Interestingly, the journalist is a Grand Rapids mom.

Are school kids in your community using this term?

What Is a ‘Back-To-School Necklace’? All About This Disturbing Trend That Parents Need To Know About

Although it sounds like a fun accessory, this phrase has a truly dark explanation.
JUL 27, 2023

The end of summer break is approaching. That means it will soon be normal to hear about all things back-to-school. Shopping is one activity that is common to hear about at this time; after all, going to the store for new school clothes and accessories is exciting for both kids and parents. 

But if you hear students discussing back-to-school necklaces, it's important to note that they're not talking about a new, cute piece of jewelry. Instead, it's a troubling phrase (that doesn't seem alarming on the surface) you might hear in conversation or see on social media. So what exactly is a back-to-school necklace? We explain.

What is a "back-to-school necklace"?

On Urban Dictionary, a back-to-school necklace is described as "another name for a noose. This is due to the utter despair you feel when school starts back up again." 

Some examples of its use include: "I'm about to buy my back-to-school necklace," "I can't wait to get a back-to-school necklace," "Thinking about that back-to-school necklace," "That back-to-school necklace is calling me," "I can't wait to wear my back-to-school necklace," etc.

So, although a back-to-school necklace sounds innocent enough to those unaware of its real meaning, it is actually a cry for help as it's a code for death by hanging. 

But once parents are educated on this term, they are in a better position to help.

If you're not sure how to talk about this, Samantha Westhouse, LLMSW, a psychotherapist and maternal-infant health social worker, recommends having your child lead the conversation. "Start off by saying, 'I heard about this thing called back-to-school necklaces—do you know anything about that?'" she advises. "I think an open conversation is always beneficial. It's always important to refrain from judgment so your child feels comfortable sharing how they are feeling."

Just making the effort to check in can go a long way. "Parents should feel empowered to talk to their children about mental health in general," explains Emily Cavaleri, LLMSW, a school social worker and child and family therapist. And in relation to back-to-school conversations, she adds, "Share personal stories about how you felt starting school each year, especially if you had feelings of dread when you were a child. Let them know you will help them work through any feelings or get them professional help if needed."

Why is there so much dread as students approach the beginning of the school year?

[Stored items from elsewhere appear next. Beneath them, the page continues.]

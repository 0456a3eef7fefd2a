use nalgebra::{DMatrix, DVector};

use crate::error::{Result, SsfError};

/// Polynomial multiplication (convolution): c[k] = sum_i a[i]*b[k-i].
pub fn polymul(a: &[f64], b: &[f64]) -> Vec<f64> {
    if a.is_empty() || b.is_empty() {
        return vec![];
    }
    let mut r = vec![0.0; a.len() + b.len() - 1];
    for (i, &ai) in a.iter().enumerate() {
        for (j, &bj) in b.iter().enumerate() {
            r[i + j] += ai * bj;
        }
    }
    r
}

/// AR polynomial: 1 - phi_1*L - phi_2*L^2 - ...
/// `coeffs` = [phi_1, phi_2, ...], `max_lag` = p.
pub fn make_ar_poly(coeffs: &[f64], max_lag: usize) -> Vec<f64> {
    let mut p = vec![0.0; max_lag + 1];
    p[0] = 1.0;
    for (i, &c) in coeffs.iter().enumerate() {
        if i < max_lag {
            p[i + 1] = -c;
        }
    }
    p
}

/// Seasonal AR polynomial: 1 - Phi_1*L^s - Phi_2*L^(2s) - ...
pub fn make_seasonal_ar_poly(coeffs: &[f64], s: usize) -> Vec<f64> {
    if coeffs.is_empty() {
        return vec![1.0];
    }
    let mut p = vec![0.0; coeffs.len() * s + 1];
    p[0] = 1.0;
    for (i, &c) in coeffs.iter().enumerate() {
        p[(i + 1) * s] = -c;
    }
    p
}

/// MA polynomial: 1 + theta_1*L + theta_2*L^2 + ...
/// `coeffs` = [theta_1, theta_2, ...], `max_lag` = q.
pub fn make_ma_poly(coeffs: &[f64], max_lag: usize) -> Vec<f64> {
    let mut p = vec![0.0; max_lag + 1];
    p[0] = 1.0;
    for (i, &c) in coeffs.iter().enumerate() {
        if i < max_lag {
            p[i + 1] = c;
        }
    }
    p
}

/// Seasonal MA polynomial: 1 + Theta_1*L^s + Theta_2*L^(2s) + ...
pub fn make_seasonal_ma_poly(coeffs: &[f64], s: usize) -> Vec<f64> {
    if coeffs.is_empty() {
        return vec![1.0];
    }
    let mut p = vec![0.0; coeffs.len() * s + 1];
    p[0] = 1.0;
    for (i, &c) in coeffs.iter().enumerate() {
        p[(i + 1) * s] = c;
    }
    p
}

/// Differencing polynomial (1 - L)^d (1 - L^s)^D.
pub fn differencing_poly(d: usize, dd: usize, s: usize) -> Vec<f64> {
    let mut p = vec![1.0];
    for _ in 0..d {
        p = polymul(&p, &[1.0, -1.0]);
    }
    if s > 0 {
        let mut seasonal = vec![0.0; s + 1];
        seasonal[0] = 1.0;
        seasonal[s] = -1.0;
        for _ in 0..dd {
            p = polymul(&p, &seasonal);
        }
    }
    p
}

/// Degree of a coefficient vector (trailing zeros ignored).
pub fn degree(p: &[f64]) -> usize {
    p.iter().rposition(|&c| c != 0.0).unwrap_or(0)
}

/// First `n` coefficients of ma(L) / ar(L).
pub fn psi_weights(ar: &[f64], ma: &[f64], n: usize) -> Vec<f64> {
    let mut psi = vec![0.0; n];
    let a0 = ar.first().copied().unwrap_or(1.0);
    for k in 0..n {
        let mut v = ma.get(k).copied().unwrap_or(0.0);
        for i in 1..ar.len().min(k + 1) {
            v -= ar[i] * psi[k - i];
        }
        psi[k] = v / a0;
    }
    psi
}

/// Stationarity test by step-down (reverse Levinson) recursion: every
/// partial autocorrelation must lie strictly inside (-1, 1).
pub fn is_stationary(ar: &[f64]) -> bool {
    let p = degree(ar);
    if p == 0 {
        return true;
    }
    let a0 = ar[0];
    if a0 == 0.0 {
        return false;
    }
    let mut a: Vec<f64> = ar[..=p].iter().map(|&c| c / a0).collect();
    for k in (1..=p).rev() {
        let r = a[k];
        if !(r.abs() < 1.0) {
            return false;
        }
        let denom = 1.0 - r * r;
        let prev = a.clone();
        for i in 1..k {
            a[i] = (prev[i] - r * prev[k - i]) / denom;
        }
        a[k] = 0.0;
    }
    true
}

/// Autocovariances gamma(0..n) of the stationary ARMA `ar(L) x_t = ma(L) e_t`,
/// `Var(e_t) = var`.
///
/// gamma(0..=p) solve the (p+1)-dimensional system
///   sum_i ar_i gamma(|k-i|) = var * sum_{j>=k} ma_j psi_{j-k},
/// the remaining lags follow from the AR recursion.
pub fn autocovariances(ar: &[f64], ma: &[f64], var: f64, n: usize) -> Result<Vec<f64>> {
    if !is_stationary(ar) {
        return Err(SsfError::NonStationary);
    }
    let a0 = ar[0];
    let ar: Vec<f64> = ar[..=degree(ar)].iter().map(|&c| c / a0).collect();
    let ma: Vec<f64> = ma.iter().map(|&c| c / a0).collect();
    let p = ar.len() - 1;
    let q = ma.len().saturating_sub(1);
    let psi = psi_weights(&ar, &ma, q + 1);

    let rhs = |k: usize| -> f64 {
        let mut c = 0.0;
        for j in k..=q {
            c += ma[j] * psi[j - k];
        }
        c * var
    };

    let nlags = n.max(p + 1);
    let mut gamma = vec![0.0; nlags];

    let mut a = DMatrix::<f64>::zeros(p + 1, p + 1);
    let mut b = DVector::<f64>::zeros(p + 1);
    for k in 0..=p {
        for (i, &ai) in ar.iter().enumerate() {
            let lag = if k >= i { k - i } else { i - k };
            a[(k, lag)] += ai;
        }
        b[k] = rhs(k);
    }
    let solution = a.lu().solve(&b).ok_or(SsfError::NonStationary)?;
    for k in 0..=p {
        gamma[k] = solution[k];
    }
    for k in (p + 1)..nlags {
        let mut g = if k <= q { rhs(k) } else { 0.0 };
        for i in 1..=p {
            g -= ar[i] * gamma[k - i];
        }
        gamma[k] = g;
    }
    if !(gamma[0] > 0.0) || !gamma[0].is_finite() {
        return Err(SsfError::NonStationary);
    }
    gamma.truncate(n);
    Ok(gamma)
}

/// Applies `poly(L)` to `y`: out[t - deg] = sum_i poly[i] y[t - i], t >= deg.
pub fn apply_filter(poly: &[f64], y: &[f64]) -> Vec<f64> {
    let deg = poly.len().saturating_sub(1);
    if y.len() <= deg {
        return vec![];
    }
    (deg..y.len())
        .map(|t| {
            poly.iter()
                .enumerate()
                .map(|(i, &c)| c * y[t - i])
                .sum()
        })
        .collect()
}

// ---------------------------------------------------------------------------
// Tests
// ---------------------------------------------------------------------------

Some apprehension is understandable as students anticipate adjusting to a new normal after the summer months. "Returning to school can feel overwhelming for a variety of reasons," Cavaleri shares. "Some students struggle with thoughts of a new school, a new teacher, a new schedule, etc. Students are going from sleeping in and a relaxed schedule, to early mornings and busy days."

And oftentimes, these struggles feel insurmountable for students. After all, the CDC has revealed, "More than 1 in 3 high school students had experienced persistent feelings of sadness or hopelessness in 2019, a 40 percent increase since 2009."

"I think it could be a combination of what socialization has looked like the last [three] years on top of the age," Westhouse expands. "If we think about it now, 13-year-olds were 10 when we were all in lockdown. [They were] doing school virtually and missing out on regular clubs, sports and socialization. Add in mass school shootings and what we have experienced in our world over the last few years. It all makes an impact."

What are some warning signs parents should be on the lookout for?

"If someone is using this phrase, there is a high chance that they are struggling with their mental health," Cavaleri says. "Whether your child is seriously contemplating suicide or they use this phrase as a cry for help, signs you may see [include] spending time alone, acting withdrawn, irritability, crying easily and often, sleeping more than usual, difficulty sleeping, loss of interest in things they used to enjoy, giving away belongings, and overall, a change in behavior." 

Even if you have not heard your child use this phrase, it may be a phrase they use on their phones, Cavaleri points out. "They may use it via text or social media platforms," she says. "Parents should be aware of their children's electronic use. Students of any age may be using this phrase and having these feelings, so look for signs in your children, from young children to adolescent age."

What should students know about using or hearing the phrase "back-to-school-necklace" with friends?

"Students should know that using this phrase is very serious," Cavaleri warns. "Joking around about harming yourself and especially killing yourself is not ok. If they are truly having these feelings, they should not feel ashamed and seek help. If students hear or see their friends using this phrase, they should tell an adult, even if their friend tells them not to."

Westhouse agrees, saying that even if your child or teen is quick to brush it off, they should know "that it’s serious, even if they think it’s a joke. I would encourage you to educate your child and if they notice their friends using the phrase to address it with school staff."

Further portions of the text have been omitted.